Study Sheds Light on Earth's Chemically, Thermally Active Interior

K.L. Hartwig
New research from Arizona State University's (ASU's) School of Earth and Space Exploration (SESE) shows that the interior of the Earth is not a homogeneous zone of thermal driven events but also a chemically diverse zone where events are chemically complex.

Nicholas Schmerr, a Ph. D. candidate at ASU's SESE, came to a new understanding of how the inner Earth functions because of his study of the phase boundary in the mantel beneath South America. According to temperature based, or thermal, models of the structure of Earth's interior, the phase boundaries, which are transition zones between Earth's mantel and the underlying tectonic plates, should be "up-warped," or varied toward the surface.

The up-warping is predicted to be caused by extreme cold beneath South America. It was formerly the site of oceanic crust and the underlying tectonic plate at this location sinks into Earth's interior as a complement to the topography of South America's western coast subductive region. However, when Schmerr and Edward Garnero, an advising professor at ASU's SESE, analyzed the seismic recordings of energy reflected off the phase boundary beneath South America, they found data indicating that the boundary is not up-warped but rather deflecting downward: deepened.

According to Garnero, this data contradicts previously accepted models that predict phase boundary variations being determined by hot and cold temperatures resulting from subducting plates or hot rifts. Tectonic plates that are drawn downward or overriden by another plate because of a plate collision. The opposite of cold subduction zones are zones that are hot and upwelling like the area called the mid-Atlantic rift (fissure).

Phase boundaries are areas in the Earth's mantel where chemicals undergo a rearranging of their atoms as a result of increasing degrees of temperature and pressure in a fashion similar to that which makes diamonds of graphite. Schmerr's objective is to establish an alternate model that recognizes that the interior of the Earth has regions that are thermally different (temperatures are different) and areas that are chemically different.
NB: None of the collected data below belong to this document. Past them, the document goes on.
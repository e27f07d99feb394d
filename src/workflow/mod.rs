//! The code-agent workflow.
//!
//! ```text
//! create-sandbox ─> [start-dev-server ─> warm-up] ─> get-previous-messages
//!      ─> network (inference:* / tool:* steps) ─> success gate
//!      ─> [generate-fragment-title ─> generate-response] ─> get-sandbox-url
//!      ─> save-result
//! ```
//!
//! Every arrow crosses a durable step boundary (see [`steps`]). A failure
//! anywhere before the terminal write is caught and, on the final attempt,
//! recorded as an ERROR message through the `save-error` step before the
//! error is returned. Terminal records commit together with their step row,
//! and the store accepts one terminal step per run, so `save-result` and
//! `save-error` never both land.
//!
//! | Module    | Responsibility                                          |
//! |-----------|---------------------------------------------------------|
//! | `steps`   | `StepRunner`: keyed, replayable step execution          |
//! | `runner`  | `WorkflowRunner`: intake, run bookkeeping, resume       |
//! | `prompts` | system prompts for the code, title and response agents  |

pub mod prompts;
pub mod runner;
pub mod steps;

pub use runner::WorkflowRunner;

use std::collections::BTreeMap;
use std::sync::Arc;

use serde::{Deserialize, Serialize};

use crate::agent::network::{Network, ToolContext, summary_router};
use crate::agent::summary::{capture_task_summary, extract_task_summary};
use crate::agent::{Agent, AgentState};
use crate::config::WorkflowSettings;
use crate::errors::WorkflowError;
use crate::llm::{ChatMessage, LlmClient};
use crate::sandbox::{OutputStream, SandboxProvider};
use crate::store::{DbHandle, MessageRole, MessageType, NewFragment};
use crate::tools;
use steps::StepRunner;

/// Content of the ERROR record written when a run does not succeed.
pub const GENERIC_ERROR_MESSAGE: &str = "Something went wrong. Please try again.";

/// Title or response text used when a derived artifact comes back empty.
pub const FALLBACK_TEXT: &str = "Something went wrong";

const SAVE_RESULT_STEP: &str = "save-result";
const SAVE_ERROR_STEP: &str = "save-error";

/// Longest prompt accepted on intake.
pub const MAX_PROMPT_CHARS: usize = 10_000;

/// Inbound request that triggers exactly one run.
#[derive(Debug, Clone, Serialize, Deserialize, PartialEq, Eq)]
pub struct CodeAgentEvent {
    pub value: String,
    pub project_id: String,
}

impl CodeAgentEvent {
    pub fn validate(&self) -> Result<(), String> {
        if self.value.trim().is_empty() {
            return Err("Message is required".to_string());
        }
        if self.value.chars().count() > MAX_PROMPT_CHARS {
            return Err("Message is too long".to_string());
        }
        if self.project_id.trim().is_empty() {
            return Err("Project id is required".to_string());
        }
        Ok(())
    }
}

/// What a successful run returns.
#[derive(Debug, Clone, Serialize, Deserialize, PartialEq, Eq)]
pub struct WorkflowOutput {
    pub url: String,
    pub title: String,
    pub files: BTreeMap<String, String>,
    pub summary: String,
}

/// A prior project message replayed into the code agent.
#[derive(Debug, Clone, Serialize, Deserialize, PartialEq, Eq)]
pub struct HistoryEntry {
    pub role: MessageRole,
    pub text: String,
}

impl HistoryEntry {
    fn to_chat_message(&self) -> ChatMessage {
        match self.role {
            MessageRole::Assistant => ChatMessage::assistant(self.text.clone()),
            MessageRole::User => ChatMessage::user(self.text.clone()),
        }
    }
}

/// Collaborators shared by every run.
#[derive(Clone)]
pub struct WorkflowDeps {
    pub db: DbHandle,
    pub llm: Arc<dyn LlmClient>,
    pub sandboxes: Arc<dyn SandboxProvider>,
    pub settings: WorkflowSettings,
}

pub fn code_agent(model: &str) -> Agent {
    Agent::new("code-agent", prompts::CODE_AGENT_PROMPT, model)
        .with_tools(tools::definitions())
        .with_response_hook(capture_task_summary)
}

pub fn fragment_title_agent(model: &str) -> Agent {
    Agent::new("fragment-title-generator", prompts::FRAGMENT_TITLE_PROMPT, model)
}

pub fn response_agent(model: &str) -> Agent {
    Agent::new("response-generator", prompts::RESPONSE_PROMPT, model)
}

pub struct CodeAgentWorkflow {
    deps: WorkflowDeps,
}

impl CodeAgentWorkflow {
    pub fn new(deps: WorkflowDeps) -> Self {
        Self { deps }
    }

    pub fn settings(&self) -> &WorkflowSettings {
        &self.deps.settings
    }

    pub fn db(&self) -> &DbHandle {
        &self.deps.db
    }

    /// Execute attempt number `attempt` (1-based) of run `run_id`.
    ///
    /// On failure the ERROR record is only written when this is the last
    /// allowed attempt, so retries never add a second terminal record.
    pub async fn execute(
        &self,
        run_id: &str,
        event: &CodeAgentEvent,
        attempt: u32,
    ) -> Result<WorkflowOutput, WorkflowError> {
        let steps = StepRunner::new(self.deps.db.clone(), run_id);
        if let Some(recorded) = self.recorded_failure(run_id).await? {
            tracing::info!(run_id, attempt, "Run already recorded its failure");
            return Err(WorkflowError::Recorded(recorded));
        }

        match self.pipeline(&steps, event).await {
            Ok(output) => Ok(output),
            Err(err) => {
                tracing::error!(run_id, attempt, step = err.step(), "Run failed: {}", err);
                if attempt >= self.deps.settings.max_attempts {
                    self.save_error(&steps, event, &err).await?;
                }
                Err(err)
            }
        }
    }

    /// Content of the ERROR record a previous attempt wrote, if any.
    async fn recorded_failure(&self, run_id: &str) -> Result<Option<String>, WorkflowError> {
        let id = run_id.to_string();
        let record = self
            .deps
            .db
            .call(move |db| db.terminal_record(&id))
            .await
            .map_err(WorkflowError::Persist)?;
        Ok(record
            .filter(|(key, _)| key == SAVE_ERROR_STEP)
            .map(|(_, message)| message.content))
    }

    async fn pipeline(
        &self,
        steps: &StepRunner,
        event: &CodeAgentEvent,
    ) -> Result<WorkflowOutput, WorkflowError> {
        let settings = &self.deps.settings;
        let provider = self.deps.sandboxes.as_ref();

        let sandbox_id: String = steps
            .run("create-sandbox", || async {
                let created = provider.create(&settings.template).await?;
                let sandbox = provider.connect(&created.sandbox_id).await?;
                sandbox.set_idle_timeout(settings.idle_timeout).await?;
                anyhow::Ok(created.sandbox_id)
            })
            .await?;
        tracing::info!(run_id = steps.run_id(), sandbox_id = %sandbox_id, "Sandbox ready");

        if let Some(command) = &settings.dev_server_command {
            steps
                .run("start-dev-server", || async {
                    let sandbox = provider.connect(&sandbox_id).await?;
                    sandbox
                        .run_command(command, &mut |stream, chunk| {
                            if stream == OutputStream::Stderr {
                                tracing::debug!(chunk, "dev server stderr");
                            }
                        })
                        .await?;
                    anyhow::Ok(())
                })
                .await?;
            steps.sleep("warm-up", settings.warmup_delay).await?;
        }

        let history: Vec<HistoryEntry> = steps
            .run("get-previous-messages", || async {
                let project_id = event.project_id.clone();
                let window = settings.history_window;
                let messages = self
                    .deps
                    .db
                    .call(move |db| db.recent_messages(&project_id, window))
                    .await?;
                anyhow::Ok(
                    messages
                        .into_iter()
                        .map(|m| HistoryEntry {
                            role: m.role,
                            text: m.content,
                        })
                        .collect::<Vec<_>>(),
                )
            })
            .await?;
        let history: Vec<ChatMessage> = history.iter().map(HistoryEntry::to_chat_message).collect();

        let mut state = AgentState::default();
        let network = Network::new("coding-agent-network", vec![code_agent(&settings.model)])
            .with_max_iterations(settings.max_iterations)
            .with_router(summary_router);
        let tool_context = ToolContext {
            provider: self.deps.sandboxes.clone(),
            sandbox_id: sandbox_id.clone(),
        };
        let outcome = network
            .run(steps, &self.deps.llm, &tool_context, &history, &event.value, &mut state)
            .await?;

        let is_error = state.summary.is_empty() || state.files.is_empty();
        tracing::info!(
            run_id = steps.run_id(),
            iterations = outcome.iterations,
            files = state.files.len(),
            summary = extract_task_summary(&state.summary).unwrap_or(""),
            is_error,
            "Network finished"
        );

        let (title, response) = if is_error {
            (String::new(), String::new())
        } else {
            let title = self
                .derive_text(
                    steps,
                    "generate-fragment-title",
                    fragment_title_agent(&settings.model),
                    &state.summary,
                )
                .await?;
            let response = self
                .derive_text(
                    steps,
                    "generate-response",
                    response_agent(&settings.model),
                    &state.summary,
                )
                .await?;
            (title, response)
        };

        let url: String = steps
            .run("get-sandbox-url", || async {
                let sandbox = provider.connect(&sandbox_id).await?;
                anyhow::Ok(sandbox.public_url(settings.preview_port))
            })
            .await?;

        let (content, message_type, fragment) = if is_error {
            (GENERIC_ERROR_MESSAGE.to_string(), MessageType::Error, None)
        } else {
            let fragment = NewFragment {
                sandbox_url: url.clone(),
                title: title.clone(),
                files: state.files.clone(),
            };
            (response, MessageType::Result, Some(fragment))
        };
        self.save_terminal(
            steps,
            SAVE_RESULT_STEP,
            &event.project_id,
            content,
            message_type,
            fragment,
        )
        .await?;

        Ok(WorkflowOutput {
            url,
            title,
            files: state.files,
            summary: state.summary,
        })
    }

    /// Single-shot text derived from the summary, with the fixed fallback.
    async fn derive_text(
        &self,
        steps: &StepRunner,
        key: &str,
        agent: Agent,
        summary: &str,
    ) -> Result<String, WorkflowError> {
        steps
            .run(key, || async {
                let text = agent.generate_text(self.deps.llm.as_ref(), summary).await?;
                anyhow::Ok(text.unwrap_or_else(|| FALLBACK_TEXT.to_string()))
            })
            .await
    }

    /// Write the run's terminal record and its step row atomically.
    async fn save_terminal(
        &self,
        steps: &StepRunner,
        key: &'static str,
        project_id: &str,
        content: String,
        message_type: MessageType,
        fragment: Option<NewFragment>,
    ) -> Result<i64, WorkflowError> {
        let run_id = steps.run_id().to_string();
        let project_id = project_id.to_string();
        let message = self
            .deps
            .db
            .call(move |db| {
                db.create_terminal_message(
                    &run_id,
                    key,
                    &project_id,
                    &content,
                    message_type,
                    fragment.as_ref(),
                )
            })
            .await
            .map_err(|source| WorkflowError::Step {
                step: key.to_string(),
                source,
            })?;
        tracing::info!(
            run_id = steps.run_id(),
            step = key,
            message_id = message.id,
            message_type = message_type.as_str(),
            "Terminal record written"
        );
        Ok(message.id)
    }

    async fn save_error(
        &self,
        steps: &StepRunner,
        event: &CodeAgentEvent,
        err: &WorkflowError,
    ) -> Result<(), WorkflowError> {
        let content = match err.to_string() {
            s if s.trim().is_empty() => GENERIC_ERROR_MESSAGE.to_string(),
            s => s,
        };
        let saved = self
            .save_terminal(
                steps,
                SAVE_ERROR_STEP,
                &event.project_id,
                content,
                MessageType::Error,
                None,
            )
            .await;

        match saved {
            Ok(_) => Ok(()),
            Err(persist_err) => {
                tracing::error!(
                    run_id = steps.run_id(),
                    "Failed to record run failure: {}",
                    persist_err
                );
                Err(WorkflowError::Persist(anyhow::anyhow!(
                    "{} (while recording: {})",
                    persist_err,
                    err
                )))
            }
        }
    }
}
This is a divergence from the standard model of a homogeneous interior that has varying thermal properties and various thermal anomalies, i. e., inconsistencies and incongruities.
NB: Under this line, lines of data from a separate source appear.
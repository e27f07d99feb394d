//! OpenAI-compatible chat-completions client with retry for transient errors.

use std::time::{Duration, Instant};

use async_trait::async_trait;
use reqwest::Client;
use serde::{Deserialize, Serialize};

use super::{ChatMessage, ChatResponse, LlmClient, ToolCall, ToolDefinition};
use crate::errors::{LlmError, LlmErrorKind};

/// Retry policy for transient failures (429, 5xx, network).
#[derive(Debug, Clone)]
pub struct RetryConfig {
    pub max_retries: u32,
    pub initial_backoff: Duration,
    pub max_backoff: Duration,
    pub max_retry_duration: Duration,
}

impl Default for RetryConfig {
    fn default() -> Self {
        Self {
            max_retries: 3,
            initial_backoff: Duration::from_secs(1),
            max_backoff: Duration::from_secs(30),
            max_retry_duration: Duration::from_secs(120),
        }
    }
}

impl RetryConfig {
    pub fn should_retry(&self, error: &LlmError) -> bool {
        error.is_transient()
    }

    /// Delay before retry number `attempt` (0-based), honoring Retry-After.
    pub fn delay_for(&self, error: &LlmError, attempt: u32) -> Duration {
        if let Some(retry_after) = error.retry_after {
            return retry_after.min(self.max_backoff);
        }
        let factor = 2u32.saturating_pow(attempt);
        self.initial_backoff
            .saturating_mul(factor)
            .min(self.max_backoff)
    }
}

/// Client for any endpoint that implements `POST {base_url}/chat/completions`.
pub struct OpenAiCompatClient {
    client: Client,
    base_url: String,
    api_key: Option<String>,
    retry_config: RetryConfig,
}

impl OpenAiCompatClient {
    pub fn new(base_url: impl Into<String>, api_key: Option<String>) -> Self {
        Self::with_retry_config(base_url, api_key, RetryConfig::default())
    }

    pub fn with_retry_config(
        base_url: impl Into<String>,
        api_key: Option<String>,
        retry_config: RetryConfig,
    ) -> Self {
        Self {
            client: Client::new(),
            base_url: base_url.into().trim_end_matches('/').to_string(),
            api_key,
            retry_config,
        }
    }

    fn endpoint(&self) -> String {
        format!("{}/chat/completions", self.base_url)
    }

    fn parse_retry_after(headers: &reqwest::header::HeaderMap) -> Option<Duration> {
        headers
            .get("retry-after")
            .and_then(|v| v.to_str().ok())
            .and_then(|s| s.parse::<u64>().ok())
            .map(Duration::from_secs)
    }

    /// Execute a single request without retry.
    async fn execute_request(&self, request: &CompletionRequest) -> Result<ChatResponse, LlmError> {
        let mut builder = self.client.post(self.endpoint()).json(request);
        if let Some(key) = &self.api_key {
            builder = builder.bearer_auth(key);
        }

        let response = builder.send().await.map_err(|e| {
            let what = if e.is_timeout() {
                "Request timeout"
            } else if e.is_connect() {
                "Connection failed"
            } else {
                "Request failed"
            };
            LlmError::new(LlmErrorKind::Network, format!("{}: {}", what, e))
        })?;

        let status = response.status();
        let retry_after = Self::parse_retry_after(response.headers());
        let body = response.text().await.unwrap_or_default();

        if !status.is_success() {
            return Err(LlmError::from_status(status.as_u16(), body, retry_after));
        }

        parse_completion(&body)
    }

    async fn execute_with_retry(
        &self,
        request: &CompletionRequest,
    ) -> anyhow::Result<ChatResponse> {
        let start = Instant::now();
        let mut attempt = 0;

        loop {
            match self.execute_request(request).await {
                Ok(response) => {
                    if attempt > 0 {
                        tracing::info!(
                            attempt,
                            elapsed = ?start.elapsed(),
                            "LLM request succeeded after retries"
                        );
                    }
                    return Ok(response);
                }
                Err(error) => {
                    let remaining = self
                        .retry_config
                        .max_retry_duration
                        .saturating_sub(start.elapsed());
                    let should_retry = self.retry_config.should_retry(&error)
                        && attempt < self.retry_config.max_retries
                        && !remaining.is_zero();

                    if !should_retry {
                        tracing::error!(attempt, "LLM request failed: {}", error);
                        return Err(error.into());
                    }

                    let delay = self.retry_config.delay_for(&error, attempt).min(remaining);
                    tracing::warn!(
                        attempt = attempt + 1,
                        kind = %error.kind,
                        ?delay,
                        "LLM request failed, retrying: {}",
                        error.message
                    );
                    tokio::time::sleep(delay).await;
                    attempt += 1;
                }
            }
        }
    }
}

#[async_trait]
impl LlmClient for OpenAiCompatClient {
    async fn chat_completion(
        &self,
        model: &str,
        messages: &[ChatMessage],
        tools: Option<&[ToolDefinition]>,
    ) -> anyhow::Result<ChatResponse> {
        let tools = tools.filter(|t| !t.is_empty());
        let request = CompletionRequest {
            model: model.to_string(),
            messages: messages.to_vec(),
            tools: tools.map(|t| t.to_vec()),
            tool_choice: tools.map(|_| "auto".to_string()),
        };

        tracing::debug!(model, messages = messages.len(), "Sending chat completion");
        self.execute_with_retry(&request).await
    }
}

/// Parse a chat-completions response body into the first choice.
fn parse_completion(body: &str) -> Result<ChatResponse, LlmError> {
    let parsed: CompletionResponse = serde_json::from_str(body).map_err(|e| {
        LlmError::new(
            LlmErrorKind::Parse,
            format!("Failed to parse response: {}, body: {}", e, body),
        )
    })?;

    let choice = parsed
        .choices
        .into_iter()
        .next()
        .ok_or_else(|| LlmError::new(LlmErrorKind::Parse, "No choices in response"))?;

    Ok(ChatResponse {
        content: choice.message.content,
        tool_calls: choice.message.tool_calls.unwrap_or_default(),
        finish_reason: choice.finish_reason,
    })
}

#[derive(Debug, Serialize)]
struct CompletionRequest {
    model: String,
    messages: Vec<ChatMessage>,
    #[serde(skip_serializing_if = "Option::is_none")]
    tools: Option<Vec<ToolDefinition>>,
    #[serde(skip_serializing_if = "Option::is_none")]
    tool_choice: Option<String>,
}

#[derive(Debug, Deserialize)]
struct CompletionResponse {
    #[serde(default)]
    choices: Vec<CompletionChoice>,
}

#[derive(Debug, Deserialize)]
struct CompletionChoice {
    message: CompletionMessage,
    finish_reason: Option<String>,
}

#[derive(Debug, Deserialize)]
struct CompletionMessage {
    content: Option<String>,
    tool_calls: Option<Vec<ToolCall>>,
}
There are three phase boundaries: at 410 kilometers, where olivine compresses under temperature and pressure to wadsleyite; 520 kilometers, wadsleyite compresses to ringwoodite; 660 kilometers, ringwoodite compresses to perovskite and mangnesiowustite. The phase boundaries vary in depth depending on the presence of hot or cold territory in the Earth's inner mantel.

In the cold territory of the South American subduction zone, the 410-kilometer phase boundary should be "upwelling" and not tending downward as it would do in a heat zone. Schmerr and Garnero say that something other than thermal influence (temperature) is causing, or modulating, the deviation in the 410-kilometer phase boundary behavior. That something, they are suggesting, is a chemical interaction that significantly modifies the effects of temperature. They specifically pinpoint the chemical hydrogen or iron.
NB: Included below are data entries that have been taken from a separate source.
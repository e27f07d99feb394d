//! Remote execution sandboxes.
//!
//! A run owns exactly one sandbox, created once and then addressed by id:
//! every durable step reconnects through [`SandboxProvider::connect`]
//! instead of holding a live handle across step boundaries, so a resumed
//! run can pick the sandbox back up as long as its idle timeout has not
//! expired.

pub mod http;

pub use http::HttpSandboxProvider;

use std::time::Duration;

use async_trait::async_trait;
use serde::{Deserialize, Serialize};

use crate::errors::SandboxError;

/// Identifies a created sandbox.
#[derive(Debug, Clone, Serialize, Deserialize, PartialEq, Eq)]
pub struct SandboxRef {
    pub sandbox_id: String,
    pub created_at: String,
}

/// Which stream a chunk of command output came from.
#[derive(Debug, Clone, Copy, PartialEq, Eq)]
pub enum OutputStream {
    Stdout,
    Stderr,
}

/// Output of a command that exited successfully.
#[derive(Debug, Clone, Default, PartialEq, Eq)]
pub struct CommandOutput {
    pub stdout: String,
    pub stderr: String,
    pub exit_code: i32,
}

/// Creates sandboxes and reconnects to them by id.
#[async_trait]
pub trait SandboxProvider: Send + Sync {
    async fn create(&self, template: &str) -> Result<SandboxRef, SandboxError>;

    /// Fails with [`SandboxError::NotFound`] once the sandbox has expired.
    async fn connect(&self, sandbox_id: &str) -> Result<Box<dyn Sandbox>, SandboxError>;
}

/// A connected sandbox.
#[async_trait]
pub trait Sandbox: Send + Sync {
    fn id(&self) -> &str;

    /// Run a shell command, streaming output chunks to `on_output` as they
    /// arrive. A non-zero exit code is returned as
    /// [`SandboxError::CommandFailed`]; chunks already delivered stay with
    /// the caller.
    async fn run_command(
        &self,
        command: &str,
        on_output: &mut (dyn for<'s> FnMut(OutputStream, &'s str) + Send),
    ) -> Result<CommandOutput, SandboxError>;

    async fn write_file(&self, path: &str, content: &str) -> Result<(), SandboxError>;

    async fn read_file(&self, path: &str) -> Result<String, SandboxError>;

    /// Public URL of `port` inside the sandbox.
    fn public_url(&self, port: u16) -> String;

    async fn set_idle_timeout(&self, timeout: Duration) -> Result<(), SandboxError>;
}

/// Public URL scheme shared by providers: `https://{port}-{id}.{domain}`.
pub fn preview_url(sandbox_id: &str, port: u16, preview_domain: &str) -> String {
    format!("https://{}-{}.{}", port, sandbox_id, preview_domain)
}
use std::collections::BTreeMap;
use std::str::FromStr;

use chrono::{SecondsFormat, Utc};
use serde::{Deserialize, Serialize};

/// Current time as an RFC 3339 string with millisecond precision.
///
/// Every timestamp the store writes uses this format so that lexical order
/// matches chronological order.
pub fn now_timestamp() -> String {
    Utc::now().to_rfc3339_opts(SecondsFormat::Millis, true)
}

/// Turn free text into a short kebab-case project name.
pub fn project_slug(text: &str) -> String {
    let words: Vec<String> = text
        .split(|c: char| !c.is_ascii_alphanumeric())
        .filter(|w| !w.is_empty())
        .take(4)
        .map(|w| w.to_ascii_lowercase())
        .collect();
    if words.is_empty() {
        "untitled-project".to_string()
    } else {
        words.join("-")
    }
}

#[derive(Debug, Clone, Serialize, Deserialize)]
pub struct Project {
    pub id: String,
    pub name: String,
    pub created_at: String,
}

#[derive(Debug, Clone, Copy, Serialize, Deserialize, PartialEq, Eq)]
#[serde(rename_all = "UPPERCASE")]
pub enum MessageRole {
    User,
    Assistant,
}

impl MessageRole {
    pub fn as_str(&self) -> &'static str {
        match self {
            Self::User => "USER",
            Self::Assistant => "ASSISTANT",
        }
    }
}

impl FromStr for MessageRole {
    type Err = String;

    fn from_str(s: &str) -> Result<Self, Self::Err> {
        match s {
            "USER" => Ok(Self::User),
            "ASSISTANT" => Ok(Self::Assistant),
            _ => Err(format!("Invalid message role: {}", s)),
        }
    }
}

#[derive(Debug, Clone, Copy, Serialize, Deserialize, PartialEq, Eq)]
#[serde(rename_all = "UPPERCASE")]
pub enum MessageType {
    Result,
    Error,
}

impl MessageType {
    pub fn as_str(&self) -> &'static str {
        match self {
            Self::Result => "RESULT",
            Self::Error => "ERROR",
        }
    }
}

impl FromStr for MessageType {
    type Err = String;

    fn from_str(s: &str) -> Result<Self, Self::Err> {
        match s {
            "RESULT" => Ok(Self::Result),
            "ERROR" => Ok(Self::Error),
            _ => Err(format!("Invalid message type: {}", s)),
        }
    }
}

/// A persisted message. Assistant messages written by a run are its
/// terminal record.
#[derive(Debug, Clone, Serialize, Deserialize)]
pub struct Message {
    pub id: i64,
    pub project_id: String,
    pub content: String,
    pub role: MessageRole,
    #[serde(rename = "type")]
    pub message_type: MessageType,
    pub created_at: String,
    pub fragment: Option<Fragment>,
}

/// The artifact attached to a successful RESULT message.
#[derive(Debug, Clone, Serialize, Deserialize)]
pub struct Fragment {
    pub id: i64,
    pub message_id: i64,
    pub sandbox_url: String,
    pub title: String,
    pub files: BTreeMap<String, String>,
}

/// Fragment fields supplied on insert.
#[derive(Debug, Clone, Serialize, Deserialize, PartialEq)]
pub struct NewFragment {
    pub sandbox_url: String,
    pub title: String,
    pub files: BTreeMap<String, String>,
}

#[derive(Debug, Clone, Copy, Serialize, Deserialize, PartialEq, Eq)]
#[serde(rename_all = "snake_case")]
pub enum RunStatus {
    Queued,
    Running,
    Completed,
    Failed,
}

impl RunStatus {
    pub fn as_str(&self) -> &'static str {
        match self {
            Self::Queued => "queued",
            Self::Running => "running",
            Self::Completed => "completed",
            Self::Failed => "failed",
        }
    }

    pub fn is_terminal(&self) -> bool {
        matches!(self, Self::Completed | Self::Failed)
    }
}

impl FromStr for RunStatus {
    type Err = String;

    fn from_str(s: &str) -> Result<Self, Self::Err> {
        match s {
            "queued" => Ok(Self::Queued),
            "running" => Ok(Self::Running),
            "completed" => Ok(Self::Completed),
            "failed" => Ok(Self::Failed),
            _ => Err(format!("Invalid run status: {}", s)),
        }
    }
}

/// One execution of the code-agent workflow for one inbound event.
#[derive(Debug, Clone, Serialize, Deserialize)]
pub struct WorkflowRun {
    pub id: String,
    pub project_id: String,
    pub prompt: String,
    pub status: RunStatus,
    pub attempts: u32,
    pub error: Option<String>,
    pub started_at: String,
    pub completed_at: Option<String>,
}

#[cfg(test)]
mod tests {
    use super::*;

    #[test]
    fn test_enum_string_forms_parse_back() {
        for role in [MessageRole::User, MessageRole::Assistant] {
            assert_eq!(MessageRole::from_str(role.as_str()).unwrap(), role);
        }
        for ty in [MessageType::Result, MessageType::Error] {
            assert_eq!(MessageType::from_str(ty.as_str()).unwrap(), ty);
        }
        assert!(RunStatus::from_str("cancelled").is_err());
    }

    #[test]
    fn test_message_serializes_type_field() {
        let msg = Message {
            id: 1,
            project_id: "p".into(),
            content: "hi".into(),
            role: MessageRole::Assistant,
            message_type: MessageType::Error,
            created_at: now_timestamp(),
            fragment: None,
        };
        let json = serde_json::to_value(&msg).unwrap();
        assert_eq!(json["type"], "ERROR");
        assert_eq!(json["role"], "ASSISTANT");
    }

    #[test]
    fn test_run_status_terminal() {
        assert!(!RunStatus::Queued.is_terminal());
        assert!(!RunStatus::Running.is_terminal());
        assert!(RunStatus::Completed.is_terminal());
        assert!(RunStatus::Failed.is_terminal());
    }

    #[test]
    fn test_project_slug() {
        assert_eq!(project_slug("Build a Todo app!"), "build-a-todo-app");
        assert_eq!(project_slug("  landing   page "), "landing-page");
        assert_eq!(project_slug("???"), "untitled-project");
    }

    #[test]
    fn test_timestamps_sort_lexically() {
        let a = now_timestamp();
        let b = now_timestamp();
        assert!(a <= b);
        assert!(a.ends_with('Z'));
    }
}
Schmerr and Garnero acknowledge that they are not the first to suggest chemical modulation of phase boundaries. They are, however, the first to suggest that the specific chemical element is hydrogen or iron. Hydrogen could be introduced into Earth's crust from ocean waters. These hydrogen molecules could bond with minerals subsequently drawn down to the phase boundary where it creates hydrated transition minerals effecting the modulation of the 410-kilometer phase boundary.

Iron could be introduced as a modulating factor from the surface of the Earth as iron-poor materials are drawn down creating compositions that are stable to greater depths, thus modulating a downward deflection of the 410-phase boundary. Schmerr and Garnero liken Earth's interior to a living organism with active chemical interactions that alter interior and have effects on exterior conditions.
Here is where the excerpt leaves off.